▸ **What this task involves**: Nothing but an exact copy of the data should be output.

*** Opening Information ***

use thiserror::Error;

/// The primary error type for all fallible operations in this crate.
#[derive(Debug, Error)]
pub enum EeError {
    /// An error occurred during an HTTP request.
    #[error("HTTP error: {0}")]
    Http(#[from] reqwest::Error),

    /// A provided URL could not be parsed.
    #[error("Invalid URL: {0}")]
    Url(#[from] url::ParseError),

    /// The requested resource does not exist.
    #[error("Not found: {url}")]
    NotFound {
        /// The URL that returned the error.
        url: String,
    },

    /// The server rejected the request because of rate limiting, and the bounded
    /// retry schedule was exhausted.
    #[error("Rate limited: {url}")]
    RateLimited {
        /// The URL that returned the error.
        url: String,
    },

    /// The server returned a 5xx status code.
    #[error("Server error {status} at {url}")]
    ServerError {
        /// The HTTP status code.
        status: u16,
        /// The URL that returned the error.
        url: String,
    },

    /// The server returned an unexpected or unsuccessful HTTP status code.
    #[error("Unexpected response status: {status} at {url}")]
    Status {
        /// The HTTP status code.
        status: u16,
        /// The URL that returned the error.
        url: String,
    },

    /// The server reported a structured error in the response body.
    #[error("Server error: {0}")]
    Server(String),

    /// The response claimed to be JSON but could not be parsed as such.
    #[error("Invalid JSON in response: {body}")]
    InvalidJson {
        /// The response body as text.
        body: String,
    },

    /// The response parsed as JSON but did not carry a `data` payload.
    #[error("Malformed response: {body}")]
    Malformed {
        /// The response body as text.
        body: String,
    },

    /// A JSON payload was expected but the response had a different content type.
    #[error("Response was unexpectedly not JSON, but {content_type}")]
    NotJson {
        /// The content type the server declared.
        content_type: String,
    },
}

*** Closing Information ***

▸ **Completed task**:
use thiserror::Error;

/// The primary error type for all fallible operations in this crate.
#[derive(Debug, Error)]
pub enum EeError {
    /// An error occurred during an HTTP request.
    #[error("HTTP error: {0}")]
    Http(#[from] reqwest::Error),

    /// A provided URL could not be parsed.
    #[error("Invalid URL: {0}")]
    Url(#[from] url::ParseError),

    /// The requested resource does not exist.
    #[error("Not found: {url}")]
    NotFound {
        /// The URL that returned the error.
        url: String,
    },

    /// The server rejected the request because of rate limiting, and the bounded
    /// retry schedule was exhausted.
    #[error("Rate limited: {url}")]
    RateLimited {
        /// The URL that returned the error.
        url: String,
    },

    /// The server returned a 5xx status code.
    #[error("Server error {status} at {url}")]
    ServerError {
        /// The HTTP status code.
        status: u16,
        /// The URL that returned the error.
        url: String,
    },

    /// The server returned an unexpected or unsuccessful HTTP status code.
    #[error("Unexpected response status: {status} at {url}")]
    Status {
        /// The HTTP status code.
        status: u16,
        /// The URL that returned the error.
        url: String,
    },

    /// The server reported a structured error in the response body.
    #[error("Server error: {0}")]
    Server(String),

    /// The response claimed to be JSON but could not be parsed as such.
    #[error("Invalid JSON in response: {body}")]
    InvalidJson {
        /// The response body as text.
        body: String,
    },

    /// The response parsed as JSON but did not carry a `data` payload.
    #[error("Malformed response: {body}")]
    Malformed {
        /// The response body as text.
        body: String,
    },

    /// A JSON payload was expected but the response had a different content type.
    #[error("Response was unexpectedly not JSON, but {content_type}")]
    NotJson {
        /// The content type the server declared.
        content_type: String,
    },
}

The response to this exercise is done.